## Data excerpts
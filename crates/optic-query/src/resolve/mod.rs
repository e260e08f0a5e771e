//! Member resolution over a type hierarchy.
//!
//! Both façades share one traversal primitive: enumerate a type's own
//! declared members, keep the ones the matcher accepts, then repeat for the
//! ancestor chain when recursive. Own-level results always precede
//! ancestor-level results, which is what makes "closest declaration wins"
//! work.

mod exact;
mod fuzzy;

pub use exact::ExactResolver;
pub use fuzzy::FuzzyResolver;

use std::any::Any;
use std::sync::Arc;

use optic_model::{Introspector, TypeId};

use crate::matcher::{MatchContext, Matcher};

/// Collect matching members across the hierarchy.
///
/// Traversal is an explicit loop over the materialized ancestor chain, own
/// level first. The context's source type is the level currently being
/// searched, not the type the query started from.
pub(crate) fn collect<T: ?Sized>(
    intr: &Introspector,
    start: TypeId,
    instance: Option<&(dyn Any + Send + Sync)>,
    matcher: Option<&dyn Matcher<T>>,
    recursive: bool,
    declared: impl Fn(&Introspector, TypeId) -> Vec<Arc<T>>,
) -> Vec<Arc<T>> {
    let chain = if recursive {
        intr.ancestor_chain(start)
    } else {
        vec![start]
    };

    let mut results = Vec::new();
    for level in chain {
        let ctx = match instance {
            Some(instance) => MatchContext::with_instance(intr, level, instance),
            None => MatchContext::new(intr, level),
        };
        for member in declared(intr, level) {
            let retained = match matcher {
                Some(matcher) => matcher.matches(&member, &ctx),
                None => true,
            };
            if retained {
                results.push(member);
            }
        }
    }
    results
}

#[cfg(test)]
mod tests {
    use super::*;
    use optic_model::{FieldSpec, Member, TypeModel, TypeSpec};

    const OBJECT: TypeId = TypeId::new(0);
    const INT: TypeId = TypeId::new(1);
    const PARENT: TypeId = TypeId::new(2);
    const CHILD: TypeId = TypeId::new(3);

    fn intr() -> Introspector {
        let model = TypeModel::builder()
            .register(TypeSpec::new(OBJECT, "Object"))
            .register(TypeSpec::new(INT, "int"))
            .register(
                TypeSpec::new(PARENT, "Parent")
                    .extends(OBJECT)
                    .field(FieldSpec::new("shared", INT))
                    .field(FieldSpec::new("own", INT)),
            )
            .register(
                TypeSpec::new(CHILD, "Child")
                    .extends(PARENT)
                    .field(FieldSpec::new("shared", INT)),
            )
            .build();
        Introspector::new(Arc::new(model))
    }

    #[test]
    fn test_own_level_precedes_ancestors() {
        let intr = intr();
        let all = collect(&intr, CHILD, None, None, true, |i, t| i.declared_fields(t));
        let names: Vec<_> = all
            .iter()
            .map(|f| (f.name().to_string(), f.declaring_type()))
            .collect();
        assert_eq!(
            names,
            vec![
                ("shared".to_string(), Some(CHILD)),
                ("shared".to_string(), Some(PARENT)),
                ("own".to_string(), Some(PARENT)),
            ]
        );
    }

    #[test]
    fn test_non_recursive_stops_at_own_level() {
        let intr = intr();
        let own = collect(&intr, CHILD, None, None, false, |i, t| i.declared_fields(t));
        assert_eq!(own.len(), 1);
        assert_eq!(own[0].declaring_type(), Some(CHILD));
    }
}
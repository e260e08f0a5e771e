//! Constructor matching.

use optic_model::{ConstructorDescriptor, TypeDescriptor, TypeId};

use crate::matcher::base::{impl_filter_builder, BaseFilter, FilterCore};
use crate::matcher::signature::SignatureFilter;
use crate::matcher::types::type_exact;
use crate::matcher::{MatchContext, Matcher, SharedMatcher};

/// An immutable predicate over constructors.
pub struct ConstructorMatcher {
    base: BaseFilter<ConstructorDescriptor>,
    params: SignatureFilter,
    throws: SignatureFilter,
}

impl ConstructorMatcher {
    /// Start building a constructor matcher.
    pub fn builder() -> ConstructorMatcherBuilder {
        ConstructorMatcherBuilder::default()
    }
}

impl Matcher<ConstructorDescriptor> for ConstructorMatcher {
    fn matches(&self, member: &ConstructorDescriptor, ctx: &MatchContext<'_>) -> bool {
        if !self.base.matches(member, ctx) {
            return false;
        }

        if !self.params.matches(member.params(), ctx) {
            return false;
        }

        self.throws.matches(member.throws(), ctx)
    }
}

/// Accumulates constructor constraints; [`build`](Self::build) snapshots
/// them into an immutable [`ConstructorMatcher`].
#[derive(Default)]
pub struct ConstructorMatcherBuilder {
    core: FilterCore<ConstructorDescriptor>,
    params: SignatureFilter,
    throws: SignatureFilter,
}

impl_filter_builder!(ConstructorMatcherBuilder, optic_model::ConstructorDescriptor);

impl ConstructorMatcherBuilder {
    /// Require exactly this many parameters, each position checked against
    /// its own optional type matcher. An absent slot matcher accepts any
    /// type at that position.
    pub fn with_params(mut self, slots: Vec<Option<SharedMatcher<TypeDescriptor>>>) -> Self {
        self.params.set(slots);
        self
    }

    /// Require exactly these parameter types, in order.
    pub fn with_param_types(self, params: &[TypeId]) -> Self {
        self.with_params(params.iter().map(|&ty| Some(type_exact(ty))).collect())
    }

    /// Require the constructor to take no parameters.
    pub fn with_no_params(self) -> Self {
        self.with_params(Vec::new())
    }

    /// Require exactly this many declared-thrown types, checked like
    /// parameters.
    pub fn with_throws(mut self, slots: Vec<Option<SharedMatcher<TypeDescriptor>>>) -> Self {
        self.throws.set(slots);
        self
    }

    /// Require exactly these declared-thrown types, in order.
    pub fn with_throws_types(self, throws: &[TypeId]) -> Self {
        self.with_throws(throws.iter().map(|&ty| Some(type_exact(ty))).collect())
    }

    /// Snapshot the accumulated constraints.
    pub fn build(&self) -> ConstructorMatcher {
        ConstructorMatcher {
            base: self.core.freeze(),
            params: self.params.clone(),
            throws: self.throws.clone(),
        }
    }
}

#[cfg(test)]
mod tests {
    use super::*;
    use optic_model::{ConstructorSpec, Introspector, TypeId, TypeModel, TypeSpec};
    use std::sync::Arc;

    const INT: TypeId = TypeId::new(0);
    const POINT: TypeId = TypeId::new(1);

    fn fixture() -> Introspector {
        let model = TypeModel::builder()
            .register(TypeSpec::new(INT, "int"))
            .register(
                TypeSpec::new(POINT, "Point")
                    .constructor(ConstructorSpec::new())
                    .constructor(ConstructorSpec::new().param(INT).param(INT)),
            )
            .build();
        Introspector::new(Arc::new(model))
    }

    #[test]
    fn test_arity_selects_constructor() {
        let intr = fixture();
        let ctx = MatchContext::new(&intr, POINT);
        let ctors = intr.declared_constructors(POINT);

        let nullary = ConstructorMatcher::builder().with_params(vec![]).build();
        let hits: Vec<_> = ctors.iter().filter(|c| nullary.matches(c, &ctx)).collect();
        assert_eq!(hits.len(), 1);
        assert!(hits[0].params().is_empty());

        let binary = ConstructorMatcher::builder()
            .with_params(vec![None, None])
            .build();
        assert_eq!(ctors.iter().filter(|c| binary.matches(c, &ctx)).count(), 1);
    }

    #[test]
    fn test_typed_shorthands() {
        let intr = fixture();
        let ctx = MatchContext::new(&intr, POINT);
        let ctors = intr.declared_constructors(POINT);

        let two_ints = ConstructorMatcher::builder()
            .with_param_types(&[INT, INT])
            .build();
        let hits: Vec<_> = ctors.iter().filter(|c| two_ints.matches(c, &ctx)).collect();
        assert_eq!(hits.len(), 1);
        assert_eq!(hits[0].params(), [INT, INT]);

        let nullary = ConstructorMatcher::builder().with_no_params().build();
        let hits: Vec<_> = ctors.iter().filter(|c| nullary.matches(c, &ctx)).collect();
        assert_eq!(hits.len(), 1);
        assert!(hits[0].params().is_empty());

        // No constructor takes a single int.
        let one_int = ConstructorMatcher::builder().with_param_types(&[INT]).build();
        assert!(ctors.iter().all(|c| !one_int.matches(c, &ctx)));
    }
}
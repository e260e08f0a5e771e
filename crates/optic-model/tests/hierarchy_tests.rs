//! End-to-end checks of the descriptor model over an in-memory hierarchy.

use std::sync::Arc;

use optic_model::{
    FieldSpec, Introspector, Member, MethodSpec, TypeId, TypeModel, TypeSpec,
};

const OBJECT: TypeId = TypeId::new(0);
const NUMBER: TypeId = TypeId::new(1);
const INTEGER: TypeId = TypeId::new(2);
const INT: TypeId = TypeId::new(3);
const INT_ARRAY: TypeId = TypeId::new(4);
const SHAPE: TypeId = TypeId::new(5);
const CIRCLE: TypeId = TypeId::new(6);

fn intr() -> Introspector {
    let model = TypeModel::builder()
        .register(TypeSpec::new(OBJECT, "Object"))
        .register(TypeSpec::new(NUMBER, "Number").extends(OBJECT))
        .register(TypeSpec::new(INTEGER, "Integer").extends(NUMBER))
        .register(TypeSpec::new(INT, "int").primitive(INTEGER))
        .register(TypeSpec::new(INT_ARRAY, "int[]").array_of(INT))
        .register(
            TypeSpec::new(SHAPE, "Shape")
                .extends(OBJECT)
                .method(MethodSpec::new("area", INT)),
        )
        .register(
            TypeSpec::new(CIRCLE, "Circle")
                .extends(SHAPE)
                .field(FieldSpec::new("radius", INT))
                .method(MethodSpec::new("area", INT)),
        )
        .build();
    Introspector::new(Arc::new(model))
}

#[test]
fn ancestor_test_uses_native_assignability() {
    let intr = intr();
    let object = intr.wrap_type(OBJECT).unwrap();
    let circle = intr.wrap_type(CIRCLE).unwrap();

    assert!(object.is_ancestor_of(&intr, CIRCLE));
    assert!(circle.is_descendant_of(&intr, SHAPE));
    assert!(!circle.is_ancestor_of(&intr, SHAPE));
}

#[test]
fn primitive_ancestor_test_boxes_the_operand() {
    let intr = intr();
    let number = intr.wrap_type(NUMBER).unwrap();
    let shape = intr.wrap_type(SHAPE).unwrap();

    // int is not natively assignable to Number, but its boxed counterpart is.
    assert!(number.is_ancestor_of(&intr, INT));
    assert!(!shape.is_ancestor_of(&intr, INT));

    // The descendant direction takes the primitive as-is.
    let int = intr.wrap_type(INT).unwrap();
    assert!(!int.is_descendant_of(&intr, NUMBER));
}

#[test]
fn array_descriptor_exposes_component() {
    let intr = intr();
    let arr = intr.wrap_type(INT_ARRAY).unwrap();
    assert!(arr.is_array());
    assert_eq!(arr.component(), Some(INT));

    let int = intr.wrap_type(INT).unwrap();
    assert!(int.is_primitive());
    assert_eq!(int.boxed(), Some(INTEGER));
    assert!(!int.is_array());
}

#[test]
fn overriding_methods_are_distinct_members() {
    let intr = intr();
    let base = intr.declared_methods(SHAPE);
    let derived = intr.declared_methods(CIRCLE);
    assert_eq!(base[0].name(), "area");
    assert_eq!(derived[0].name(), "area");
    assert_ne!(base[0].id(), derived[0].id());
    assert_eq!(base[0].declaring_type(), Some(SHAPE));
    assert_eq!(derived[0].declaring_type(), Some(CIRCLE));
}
...
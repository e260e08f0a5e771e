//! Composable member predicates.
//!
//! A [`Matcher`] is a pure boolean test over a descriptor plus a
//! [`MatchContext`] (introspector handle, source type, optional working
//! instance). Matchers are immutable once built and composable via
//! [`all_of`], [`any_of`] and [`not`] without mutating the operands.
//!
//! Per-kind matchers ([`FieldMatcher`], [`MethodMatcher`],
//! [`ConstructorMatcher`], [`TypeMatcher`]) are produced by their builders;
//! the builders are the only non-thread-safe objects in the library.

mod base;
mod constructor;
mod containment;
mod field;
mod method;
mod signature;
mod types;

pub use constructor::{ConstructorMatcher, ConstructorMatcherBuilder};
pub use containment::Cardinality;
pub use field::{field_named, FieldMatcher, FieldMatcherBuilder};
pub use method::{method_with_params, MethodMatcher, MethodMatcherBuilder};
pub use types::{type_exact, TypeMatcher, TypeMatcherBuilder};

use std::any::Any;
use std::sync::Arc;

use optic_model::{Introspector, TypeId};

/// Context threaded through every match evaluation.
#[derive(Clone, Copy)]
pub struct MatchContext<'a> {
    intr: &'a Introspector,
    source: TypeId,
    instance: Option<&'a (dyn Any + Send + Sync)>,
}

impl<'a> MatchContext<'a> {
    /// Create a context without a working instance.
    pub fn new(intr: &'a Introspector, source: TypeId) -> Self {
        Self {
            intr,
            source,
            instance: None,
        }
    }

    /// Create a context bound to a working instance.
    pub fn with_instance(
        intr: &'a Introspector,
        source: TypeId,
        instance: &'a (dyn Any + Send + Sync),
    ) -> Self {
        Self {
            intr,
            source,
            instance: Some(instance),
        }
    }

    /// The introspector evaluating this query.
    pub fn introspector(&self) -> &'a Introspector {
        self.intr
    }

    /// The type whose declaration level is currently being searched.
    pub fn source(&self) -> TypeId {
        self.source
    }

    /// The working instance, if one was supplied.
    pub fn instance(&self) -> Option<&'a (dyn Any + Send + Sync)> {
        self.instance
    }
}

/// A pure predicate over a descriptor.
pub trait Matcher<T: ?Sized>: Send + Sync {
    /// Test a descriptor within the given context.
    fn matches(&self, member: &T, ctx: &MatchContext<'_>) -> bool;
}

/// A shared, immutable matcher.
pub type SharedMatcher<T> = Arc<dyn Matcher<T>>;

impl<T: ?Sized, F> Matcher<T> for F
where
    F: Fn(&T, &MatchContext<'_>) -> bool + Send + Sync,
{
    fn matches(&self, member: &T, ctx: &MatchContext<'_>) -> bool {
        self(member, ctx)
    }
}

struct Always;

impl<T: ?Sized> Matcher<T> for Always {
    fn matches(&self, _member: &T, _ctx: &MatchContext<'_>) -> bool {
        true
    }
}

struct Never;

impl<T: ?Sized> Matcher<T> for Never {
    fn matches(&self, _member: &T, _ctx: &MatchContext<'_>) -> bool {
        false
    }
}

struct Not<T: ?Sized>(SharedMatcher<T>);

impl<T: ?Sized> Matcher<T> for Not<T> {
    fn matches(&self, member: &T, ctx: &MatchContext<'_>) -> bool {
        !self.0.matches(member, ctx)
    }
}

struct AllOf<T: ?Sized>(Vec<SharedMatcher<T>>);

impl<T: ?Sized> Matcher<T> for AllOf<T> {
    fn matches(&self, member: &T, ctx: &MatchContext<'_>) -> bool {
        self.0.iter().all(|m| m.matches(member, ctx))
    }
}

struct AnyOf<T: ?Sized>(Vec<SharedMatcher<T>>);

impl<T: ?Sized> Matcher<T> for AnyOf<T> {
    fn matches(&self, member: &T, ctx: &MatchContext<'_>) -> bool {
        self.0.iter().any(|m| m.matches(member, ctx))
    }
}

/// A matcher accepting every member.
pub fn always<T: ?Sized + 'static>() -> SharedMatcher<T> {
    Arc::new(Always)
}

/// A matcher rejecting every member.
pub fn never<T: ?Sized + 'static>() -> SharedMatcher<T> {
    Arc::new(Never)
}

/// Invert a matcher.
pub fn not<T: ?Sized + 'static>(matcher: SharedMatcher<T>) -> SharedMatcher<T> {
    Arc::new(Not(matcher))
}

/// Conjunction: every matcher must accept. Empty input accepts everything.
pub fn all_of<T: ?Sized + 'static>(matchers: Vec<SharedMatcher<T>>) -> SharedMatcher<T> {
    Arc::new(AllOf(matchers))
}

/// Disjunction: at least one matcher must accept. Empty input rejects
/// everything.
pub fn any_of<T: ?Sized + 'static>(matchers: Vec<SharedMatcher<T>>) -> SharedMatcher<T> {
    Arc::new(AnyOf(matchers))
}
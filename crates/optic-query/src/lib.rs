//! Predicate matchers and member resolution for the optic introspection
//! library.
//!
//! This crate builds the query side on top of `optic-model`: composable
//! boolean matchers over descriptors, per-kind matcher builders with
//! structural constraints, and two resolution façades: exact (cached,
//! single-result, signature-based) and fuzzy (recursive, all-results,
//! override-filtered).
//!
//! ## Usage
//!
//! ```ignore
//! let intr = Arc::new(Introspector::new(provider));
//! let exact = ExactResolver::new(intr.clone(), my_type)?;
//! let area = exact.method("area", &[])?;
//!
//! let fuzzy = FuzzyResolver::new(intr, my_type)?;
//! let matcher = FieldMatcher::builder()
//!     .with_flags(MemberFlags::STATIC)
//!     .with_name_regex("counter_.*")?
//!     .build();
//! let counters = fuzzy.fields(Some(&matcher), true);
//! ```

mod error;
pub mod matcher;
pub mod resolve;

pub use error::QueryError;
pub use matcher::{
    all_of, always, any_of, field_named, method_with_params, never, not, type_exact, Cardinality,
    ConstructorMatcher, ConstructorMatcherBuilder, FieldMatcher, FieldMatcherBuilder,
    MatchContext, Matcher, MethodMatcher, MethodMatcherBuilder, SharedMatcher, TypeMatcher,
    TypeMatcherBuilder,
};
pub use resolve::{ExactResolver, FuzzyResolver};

## Task item
Among the lines above, which hold the word "CHILD"? Report each one.

## Task response
    const CHILD: TypeId = TypeId::new(3);
                TypeSpec::new(CHILD, "Child")
        let all = collect(&intr, CHILD, None, None, true, |i, t| i.declared_fields(t));
                ("shared".to_string(), Some(CHILD)),
        let own = collect(&intr, CHILD, None, None, false, |i, t| i.declared_fields(t));
        assert_eq!(own[0].declaring_type(), Some(CHILD));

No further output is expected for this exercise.